Ни дед, ни бабушка не вышли к вернувшимся внукам, хотя — и это было известно всем — наблюдали за ними из окна, полностью готовые к встрече. По обычаю, следовало сперва поздороваться со всеми низшими, не пропустив никого, вплоть до дворового пса, а затем, переодевшись, явиться на прием к господам. Братья не намеревались отступать от этого обыкновения.
Они вбежали в свои комнаты, расположенные на втором этаже главной башни дверь в дверь.
Для Эмери слуги приготовили расчерченную нотную бумагу, перо и чернила, а в углу стоял старый клавесин их матери — тот самый, к которому некогда мальчикам запрещали даже прикасаться.

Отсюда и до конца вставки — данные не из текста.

use std::fmt;
use std::path::PathBuf;

use crate::error::Result;

/// A table on disk that knows how to read itself.
pub trait Dataset {
    type Table;

    fn load(&self) -> Result<Self::Table>;
}

/// Gene name reserved for non-targeting guides.
pub const NEGATIVE_CONTROL: &str = "negative_control";

/// Prefix shared by every synthetic gene, guide id and sequence built from negative controls.
pub const PSEUDOGENE_PREFIX: &str = "pseudo";

/// Transcript label used when a library row has none.
pub const NO_TRANSCRIPT: &str = "na";

/// Replicate label prefix for averaged phenotype columns.
pub const AVERAGE_PREFIX: &str = "ave_";

/// One raw counts file and the role it plays in the experiment.
#[derive(Debug, Clone, PartialEq, Eq, PartialOrd, Ord, Hash)]
pub struct ExperimentKey {
    pub condition: String,
    pub replicate: String,
    pub file: PathBuf,
}

impl ExperimentKey {
    pub fn new(condition: impl Into<String>, replicate: impl Into<String>, file: impl Into<PathBuf>) -> Self {
        Self {
            condition: condition.into(),
            replicate: replicate.into(),
            file: file.into(),
        }
    }

    pub fn sample(&self) -> SampleKey {
        SampleKey::new(&self.condition, &self.replicate)
    }
}

/// A (condition, replicate) pair; the key of a merged counts column.
#[derive(Debug, Clone, PartialEq, Eq, PartialOrd, Ord, Hash)]
pub struct SampleKey {
    pub condition: String,
    pub replicate: String,
}

impl SampleKey {
    pub fn new(condition: impl Into<String>, replicate: impl Into<String>) -> Self {
        Self {
            condition: condition.into(),
            replicate: replicate.into(),
        }
    }
}

impl fmt::Display for SampleKey {
    fn fmt(&self, f: &mut fmt::Formatter<'_>) -> fmt::Result {
        write!(f, "{} {}", self.condition, self.replicate)
    }
}

/// A (phenotype, replicate) pair; the key of a phenotype score column.
///
/// Averaged columns carry a synthesized replicate label starting with `ave_`.
#[derive(Debug, Clone, PartialEq, Eq, PartialOrd, Ord, Hash)]
pub struct PhenotypeKey {
    pub phenotype: String,
    pub replicate: String,
}

impl PhenotypeKey {
    pub fn new(phenotype: impl Into<String>, replicate: impl Into<String>) -> Self {
        Self {
            phenotype: phenotype.into(),
            replicate: replicate.into(),
        }
    }

    pub fn is_average(&self) -> bool {
        self.replicate.starts_with(AVERAGE_PREFIX)
    }
}

impl fmt::Display for PhenotypeKey {
    fn fmt(&self, f: &mut fmt::Formatter<'_>) -> fmt::Result {
        write!(f, "{} {}", self.phenotype, self.replicate)
    }
}

/// Row key of a gene table. `transcript` is set only for transcript-level tables.
#[derive(Debug, Clone, PartialEq, Eq, PartialOrd, Ord, Hash)]
pub struct GeneKey {
    pub gene: String,
    pub transcript: Option<String>,
}

impl GeneKey {
    /// Synthetic genes are named `pseudo_<n>`.
    pub fn is_pseudogene(&self) -> bool {
        self.gene
            .strip_prefix(PSEUDOGENE_PREFIX)
            .is_some_and(|rest| rest.starts_with('_'))
    }
}

/// Column key of a gene table: which statistic, for which phenotype column.
#[derive(Debug, Clone, PartialEq, Eq, PartialOrd, Ord, Hash)]
pub struct GeneStatKey {
    pub phenotype: String,
    pub replicate: String,
    pub statistic: String,
}

impl GeneStatKey {
    pub fn new(column: &PhenotypeKey, statistic: impl Into<String>) -> Self {
        Self {
            phenotype: column.phenotype.clone(),
            replicate: column.replicate.clone(),
            statistic: statistic.into(),
        }
    }

    pub fn column(&self) -> PhenotypeKey {
        PhenotypeKey::new(&self.phenotype, &self.replicate)
    }
}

Эмери благоговейно открыл крышку, прикоснулся губами к клавишам. Клавикорды, оставшиеся в Изиохоне, заберут гораздо позднее. Поскольку их с Ренье отъезд должен был оставаться тайным, то с инструментом еще предстоит немало хлопот. Возможно, бабушка сочтет возможным купить его через подставных лиц, когда квартирная хозяйка объявит распродажу оставшихся после жильцов вещей. Нужно будет поговорить об этом с госпожой Ронуэн.

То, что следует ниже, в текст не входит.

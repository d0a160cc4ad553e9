use std::fs::{self, File};
use std::io::{BufRead, BufReader, BufWriter, Write};
use std::path::Path;
use std::sync::Arc;

use polars::prelude::*;
use tracing::debug;

use crate::error::Result;

/// Reads a tab-separated table with a header row, keeping every column as a string.
pub fn read_tsv_as_strings(path: &Path) -> Result<DataFrame> {
    // Count header fields first so every column can be forced to String
    let header_fields = {
        let file = File::open(path)?;
        let mut rdr = BufReader::new(file);
        let mut hdr = String::new();
        rdr.read_line(&mut hdr)?;
        hdr.trim_end_matches(['\r', '\n']).split('\t').count()
    };
    let dtype_override: Arc<Vec<DataType>> = Arc::new(vec![DataType::String; header_fields]);

    let df = CsvReadOptions::default()
        .with_has_header(true)
        .with_dtype_overwrite(Some(dtype_override))
        .map_parse_options(|mut o| {
            o.separator = b'\t';
            o.quote_char = None;
            o.truncate_ragged_lines = true;
            o
        })
        .try_into_reader_with_file_path(Some(path.to_path_buf()))?
        .finish()?;

    debug!("Read {} rows x {} columns from {}", df.height(), df.width(), path.display());
    Ok(df)
}

/// Creates `dir` (and parents) if it does not exist yet.
pub fn make_directory(dir: &Path) -> Result<()> {
    if !dir.exists() {
        fs::create_dir_all(dir)?;
    }
    Ok(())
}

// ─── Leveled TSV output ──────────────────────────────────────────────────────

/// A table whose data columns are keyed by a tuple of levels.
///
/// Written with one header row per level (the level name sits in the first
/// index cell) followed by a row naming the index columns, then the body.
pub struct LeveledTable {
    pub level_names: Vec<String>,
    pub index: Vec<(String, Vec<Option<String>>)>,
    pub columns: Vec<(Vec<String>, Series)>,
}

impl LeveledTable {
    pub fn new(level_names: &[&str]) -> Self {
        Self {
            level_names: level_names.iter().map(|s| s.to_string()).collect(),
            index: Vec::new(),
            columns: Vec::new(),
        }
    }

    pub fn with_index(mut self, name: &str, values: Vec<Option<String>>) -> Self {
        self.index.push((name.to_string(), values));
        self
    }

    pub fn push_floats(&mut self, levels: Vec<String>, values: &[f64]) {
        let name = format!("c{}", self.columns.len());
        let values: Vec<Option<f64>> = values.iter().map(|v| v.is_finite().then_some(*v)).collect();
        self.columns.push((levels, Series::new(PlSmallStr::from(name), values)));
    }

    pub fn push_counts(&mut self, levels: Vec<String>, values: &[u64]) {
        let name = format!("c{}", self.columns.len());
        self.columns.push((levels, Series::new(PlSmallStr::from(name), values.to_vec())));
    }

    pub fn push_strings(&mut self, levels: Vec<String>, values: Vec<Option<String>>) {
        let name = format!("c{}", self.columns.len());
        self.columns.push((levels, Series::new(PlSmallStr::from(name), values)));
    }

    fn header_lines(&self) -> Vec<String> {
        let index_width = self.index.len().max(1);
        let mut lines = Vec::with_capacity(self.level_names.len() + 1);

        for (level, level_name) in self.level_names.iter().enumerate() {
            let mut cells = vec![String::new(); index_width];
            cells[0] = level_name.clone();
            cells.extend(self.columns.iter().map(|(levels, _)| levels.get(level).cloned().unwrap_or_default()));
            lines.push(cells.join("\t"));
        }

        let mut cells: Vec<String> = self.index.iter().map(|(name, _)| name.clone()).collect();
        cells.resize(index_width, String::new());
        cells.extend(std::iter::repeat(String::new()).take(self.columns.len()));
        lines.push(cells.join("\t"));
        lines
    }

    pub fn write(&self, path: &Path) -> Result<()> {
        self.write_lines(path, self.header_lines())
    }

    /// Writes a single ordinary header row instead of the level rows.
    pub fn write_with_plain_header(&self, path: &Path, column_names: &[&str]) -> Result<()> {
        let mut cells: Vec<&str> = self.index.iter().map(|(name, _)| name.as_str()).collect();
        cells.extend_from_slice(column_names);
        self.write_lines(path, vec![cells.join("\t")])
    }

    fn write_lines(&self, path: &Path, header: Vec<String>) -> Result<()> {
        let mut columns: Vec<Column> = Vec::with_capacity(self.index.len() + self.columns.len());
        for (i, (_, values)) in self.index.iter().enumerate() {
            columns.push(Series::new(PlSmallStr::from(format!("i{i}")), values.clone()).into());
        }
        for (_, series) in &self.columns {
            columns.push(series.clone().into());
        }
        let mut df = DataFrame::new(columns)?;

        let mut writer = BufWriter::new(File::create(path)?);
        for line in header {
            writeln!(writer, "{line}")?;
        }
        CsvWriter::new(&mut writer)
            .include_header(false)
            .with_separator(b'\t')
            .finish(&mut df)?;
        writer.flush()?;

        debug!("Wrote {} rows to {}", df.height(), path.display());
        Ok(())
    }
}

/// Writes headerless `key levels... total` lines, one per column.
pub fn write_summary(path: &Path, totals: &[(Vec<String>, u64)]) -> Result<()> {
    let mut writer = BufWriter::new(File::create(path)?);
    for (levels, total) in totals {
        writeln!(writer, "{}\t{}", levels.join("\t"), total)?;
    }
    writer.flush()?;
    Ok(())
}

// ─── Missing-aware numeric helpers ───────────────────────────────────────────

/// Values that are not missing (NaN or infinite).
pub fn finite_values(values: &[f64]) -> Vec<f64> {
    values.iter().copied().filter(|v| v.is_finite()).collect()
}

/// Median of the non-missing values; NaN when there are none.
pub fn nan_median(values: &[f64]) -> f64 {
    let mut finite = finite_values(values);
    if finite.is_empty() {
        return f64::NAN;
    }
    finite.sort_by(|a, b| a.total_cmp(b));
    let mid = finite.len() / 2;
    if finite.len() % 2 == 0 {
        (finite[mid - 1] + finite[mid]) / 2.0
    } else {
        finite[mid]
    }
}

/// Mean of the non-missing values; NaN when there are none.
pub fn nan_mean(values: &[f64]) -> f64 {
    let finite = finite_values(values);
    if finite.is_empty() {
        return f64::NAN;
    }
    finite.iter().sum::<f64>() / finite.len() as f64
}

/// Population standard deviation of the non-missing values.
pub fn nan_std(values: &[f64]) -> f64 {
    let finite = finite_values(values);
    if finite.is_empty() {
        return f64::NAN;
    }
    let mean = finite.iter().sum::<f64>() / finite.len() as f64;
    let var = finite.iter().map(|v| (v - mean).powi(2)).sum::<f64>() / finite.len() as f64;
    var.sqrt()
}

#[cfg(test)]
mod tests {
    use super::*;

    #[test]
    fn median_skips_missing_and_averages_middle_pair() {
        assert_eq!(nan_median(&[3.0, f64::NAN, 1.0, 2.0]), 2.0);
        assert_eq!(nan_median(&[4.0, 1.0, 3.0, 2.0]), 2.5);
        assert!(nan_median(&[f64::NAN]).is_nan());
    }

    #[test]
    fn mean_of_nothing_is_missing() {
        assert!(nan_mean(&[]).is_nan());
        assert_eq!(nan_mean(&[1.0, f64::NAN, 3.0]), 2.0);
    }

    #[test]
    fn std_is_population_std() {
        assert!((nan_std(&[1.0, 3.0]) - 1.0).abs() < 1e-12);
    }

    #[test]
    fn leveled_table_header_rows() {
        let mut table = LeveledTable::new(&["phenotype", "replicate"])
            .with_index("id", vec![Some("g1".into())]);
        table.push_floats(vec!["gamma".into(), "Rep1".into()], &[0.5]);
        table.push_floats(vec!["gamma".into(), "Rep2".into()], &[f64::NAN]);

        let lines = table.header_lines();
        assert_eq!(lines, vec!["phenotype\tgamma\tgamma", "replicate\tRep1\tRep2", "id\t\t"]);
    }

    #[test]
    fn leveled_table_writes_missing_as_empty() {
        let dir = tempfile::tempdir().unwrap();
        let path = dir.path().join("table.txt");
        let mut table = LeveledTable::new(&["phenotype", "replicate"])
            .with_index("id", vec![Some("g1".into()), Some("g2".into())]);
        table.push_floats(vec!["gamma".into(), "Rep1".into()], &[0.5, f64::NAN]);
        table.write(&path).unwrap();

        let text = std::fs::read_to_string(&path).unwrap();
        let lines: Vec<&str> = text.lines().collect();
        assert_eq!(lines.len(), 5);
        assert_eq!(lines[3], "g1\t0.5");
        assert_eq!(lines[4], "g2\t");
    }
}
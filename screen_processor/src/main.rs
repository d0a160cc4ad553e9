use std::path::PathBuf;

use anyhow::{Context, Result};
use clap::Parser;
use tracing::info;
use tracing_subscriber::EnvFilter;

use screen_processor::analysis::plots::{ImageFormat, PlotConfig};
use screen_processor::config::ExperimentConfig;
use screen_processor::pipeline::run_experiment;

/// Process pooled CRISPR screen counts into phenotype and gene tables.
#[derive(Parser, Debug)]
#[command(name = "screen_processor", version, about)]
struct Args {
    /// Experiment config (JSON)
    config: PathBuf,

    /// Figure format: png, svg, or off
    #[arg(long, default_value = "png")]
    plot_extension: String,

    /// Seed for pseudogene sampling; overrides random_seed in the config
    #[arg(long)]
    seed: Option<u64>,
}

fn main() -> Result<()> {
    tracing_subscriber::fmt()
        .with_env_filter(
            EnvFilter::try_from_default_env().unwrap_or_else(|_| EnvFilter::new("info")),
        )
        .init();

    let args = Args::parse();

    let config = ExperimentConfig::load(&args.config)
        .with_context(|| format!("could not read {}", args.config.display()))?;
    let mut params = config.validate().context("invalid experiment config")?;
    if args.seed.is_some() {
        params.random_seed = args.seed;
    }

    let plots = ImageFormat::parse_optional(&args.plot_extension)?
        .map(|format| PlotConfig::new(params.plot_directory(), format));

    let summary = run_experiment(&params, plots.as_ref())
        .with_context(|| format!("processing {} failed", params.experiment_name))?;

    info!(
        "{} guides, {} phenotype columns, {} gene rows ({} pseudogene guides)",
        summary.guides, summary.phenotype_columns, summary.gene_rows, summary.pseudogene_guides
    );
    for table in &summary.tables {
        info!("wrote {}", table.display());
    }
    Ok(())
}
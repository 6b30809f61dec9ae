//! Response shapes of the downloads range API.
//!
//! A query for a single package answers with that package's range, while a
//! query for several packages answers with an object keyed by package name
//! whose values are ranges, or `null` for unknown packages. Both are resolved
//! here into one canonical list before entering the ranking pipeline.

use super::{DailyCount, PackageName};
use serde::Deserialize;
use std::collections::BTreeMap;

/// Raw downloads returned for one batch.
#[derive(Debug, Clone, PartialEq, Eq, Deserialize)]
#[serde(untagged)]
pub enum RangeResponse {
    /// `{ "package": "x", "downloads": [...] }`
    Single(SingleRange),

    /// `{ "x": { "downloads": [...] }, "y": null }`
    Bulk(BTreeMap<PackageName, Option<BulkEntry>>),
}

#[derive(Debug, Clone, PartialEq, Eq, Deserialize)]
pub struct SingleRange {
    pub package: PackageName,
    pub downloads: Vec<DailyCount>,
}

#[derive(Debug, Clone, PartialEq, Eq, Deserialize)]
pub struct BulkEntry {
    pub downloads: Vec<DailyCount>,
}

impl RangeResponse {
    #[must_use]
    pub fn single(package: impl Into<PackageName>, downloads: Vec<DailyCount>) -> Self {
        Self::Single(SingleRange {
            package: package.into(),
            downloads,
        })
    }

    #[must_use]
    pub fn bulk<N: Into<PackageName>>(entries: impl IntoIterator<Item = (N, Option<Vec<DailyCount>>)>) -> Self {
        Self::Bulk(
            entries
                .into_iter()
                .map(|(name, downloads)| (name.into(), downloads.map(|downloads| BulkEntry { downloads })))
                .collect(),
        )
    }

    /// Resolve the response into `(name, raw downloads)` pairs.
    ///
    /// Packages follow the order of `batch`. Packages the response carries
    /// without having been requested come last, by name. A `null` entry yields
    /// an empty series and requested packages absent from the response are
    /// skipped.
    #[must_use]
    pub fn into_series(self, batch: &[PackageName]) -> Vec<(PackageName, Vec<DailyCount>)> {
        match self {
            Self::Single(range) => vec![(range.package, range.downloads)],
            Self::Bulk(mut entries) => {
                let mut series = Vec::with_capacity(entries.len());

                for name in batch {
                    if let Some(entry) = entries.remove(name) {
                        series.push((name.clone(), entry.map(|e| e.downloads).unwrap_or_default()));
                    }
                }

                series.extend(
                    entries
                        .into_iter()
                        .map(|(name, entry)| (name, entry.map(|e| e.downloads).unwrap_or_default())),
                );

                series
            }
        }
    }
}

Ренье обнаружил у себя в комнате новые пяльца для вышивания и огромную коробку с нитками восемнадцати цветов — неслыханное богатство! — а также пачку картонов с узорами. До отъезда в Академию вышивание было одним из любимых занятий Ренье: оно, по его мнению, воспитывало художественный вкус, твердый характер и дьявольское терпение.
«Женщина никогда не одолеет мужчину, умеющего вышивать, — заявил он как-то раз своему брату. — Полагаю, именно рукодельничанье делает их такими сильными». Говоря о «сильных женщинах», он имел в виду, конечно, их бабушку, госпожу Ронуэн, которую не могло сломить ничто, даже безвременная кончина дочери, прекрасной Оггуль.
Госпожа Ронуэн ничуть не изменилась за минувшие годы. Когда братья явились к ее руке, бабушка встретила их в зале с камином. По-прежнему величавая, рослая, в темных тяжелых шелках — несмотря на жару, бабушка представлялась братьям скалой, истинной твердыней под стать замку. Дед, стоявший рядом с ней, выглядел немного постаревшим, но все так же свирепо хмурил брови.